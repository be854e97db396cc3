//! # Folio
//!
//! A minimal static site generator for a personal portfolio and blog.
//! Posts are markdown files with TOML front matter; gallery posts show a
//! folder of images instead of prose.
//!
//! # Architecture: Two-Stage Pipeline
//!
//! ```text
//! 1. Scan      content/  →  manifest.json    (filesystem → structured data)
//! 2. Generate  manifest  →  dist/            (final HTML site)
//! ```
//!
//! The manifest is human-readable JSON, so a scan can be inspected before
//! anything is written, and `check` can validate content without building.
//!
//! # Module Map
//!
//! | Module | Role |
//! |--------|------|
//! | [`scan`] | Stage 1: reads posts and gallery folders, produces the manifest |
//! | [`generate`] | Stage 2: writes the HTML site from the manifest |
//! | [`registry`] | Immutable id → entry registry and the shared [`registry::Site`] |
//! | [`render`] | Maud templates for every page, and the not-found boundary |
//! | [`route`] | Navigation path → route parsing |
//! | [`layout`] | Layout kinds and the title-based fallback selection |
//! | [`config`] | `config.toml` loading, validation, merging, and CSS generation |
//! | [`frontmatter`] | `+++`-delimited TOML front matter |
//! | [`gallery`] | Gallery image discovery and ordering |
//! | [`types`] | Types serialized between stages (`Entry`, `PostDate`) |
//! | [`naming`] | `NNN-name` filename convention and slugs |
//! | [`output`] | CLI output formatting |
//!
//! # Design Decisions
//!
//! ## Ids Route, Urls Locate
//!
//! A post's id comes from its filename and is the key it is routed by
//! (`/blog/<id>`). Its url is where the page actually lives, and may be set
//! independently with front matter `path`. When the two differ the id route
//! becomes a redirect, and `check` reports it.
//!
//! ## Declared Layouts
//!
//! The layout is part of each entry. Title matching against
//! `[layout] gallery_titles` only supplies a default at scan time, so
//! renaming a post never silently changes how it renders.
//!
//! ## Lookups Fail Loudly
//!
//! [`registry::EntryRegistry::resolve`] returns an error for unknown ids.
//! [`render::render_route`] is the one place that error becomes a page.

pub mod config;
pub mod frontmatter;
pub mod gallery;
pub mod generate;
pub mod layout;
pub mod naming;
pub mod output;
pub mod registry;
pub mod render;
pub mod route;
pub mod scan;
pub mod types;

#[cfg(test)]
pub(crate) mod test_helpers;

--------------------------------------------------

* _ACTIVITY_
Out of the entries above, write out only the lines between the line holding "output formatting |" and the line holding "#[cfg(test)]", inclusive, each exactly as given.

* _SOLUTION TO THIS PROBLEM_
//! | [`output`] | CLI output formatting |
//!
//! # Design Decisions
//!
//! ## Ids Route, Urls Locate
//!
//! A post's id comes from its filename and is the key it is routed by
//! (`/blog/<id>`). Its url is where the page actually lives, and may be set
//! independently with front matter `path`. When the two differ the id route
//! becomes a redirect, and `check` reports it.
//!
//! ## Declared Layouts
//!
//! The layout is part of each entry. Title matching against
//! `[layout] gallery_titles` only supplies a default at scan time, so
//! renaming a post never silently changes how it renders.
//!
//! ## Lookups Fail Loudly
//!
//! [`registry::EntryRegistry::resolve`] returns an error for unknown ids.
//! [`render::render_route`] is the one place that error becomes a page.

pub mod config;
pub mod frontmatter;
pub mod gallery;
pub mod generate;
pub mod layout;
pub mod naming;
pub mod output;
pub mod registry;
pub mod render;
pub mod route;
pub mod scan;
pub mod types;

#[cfg(test)]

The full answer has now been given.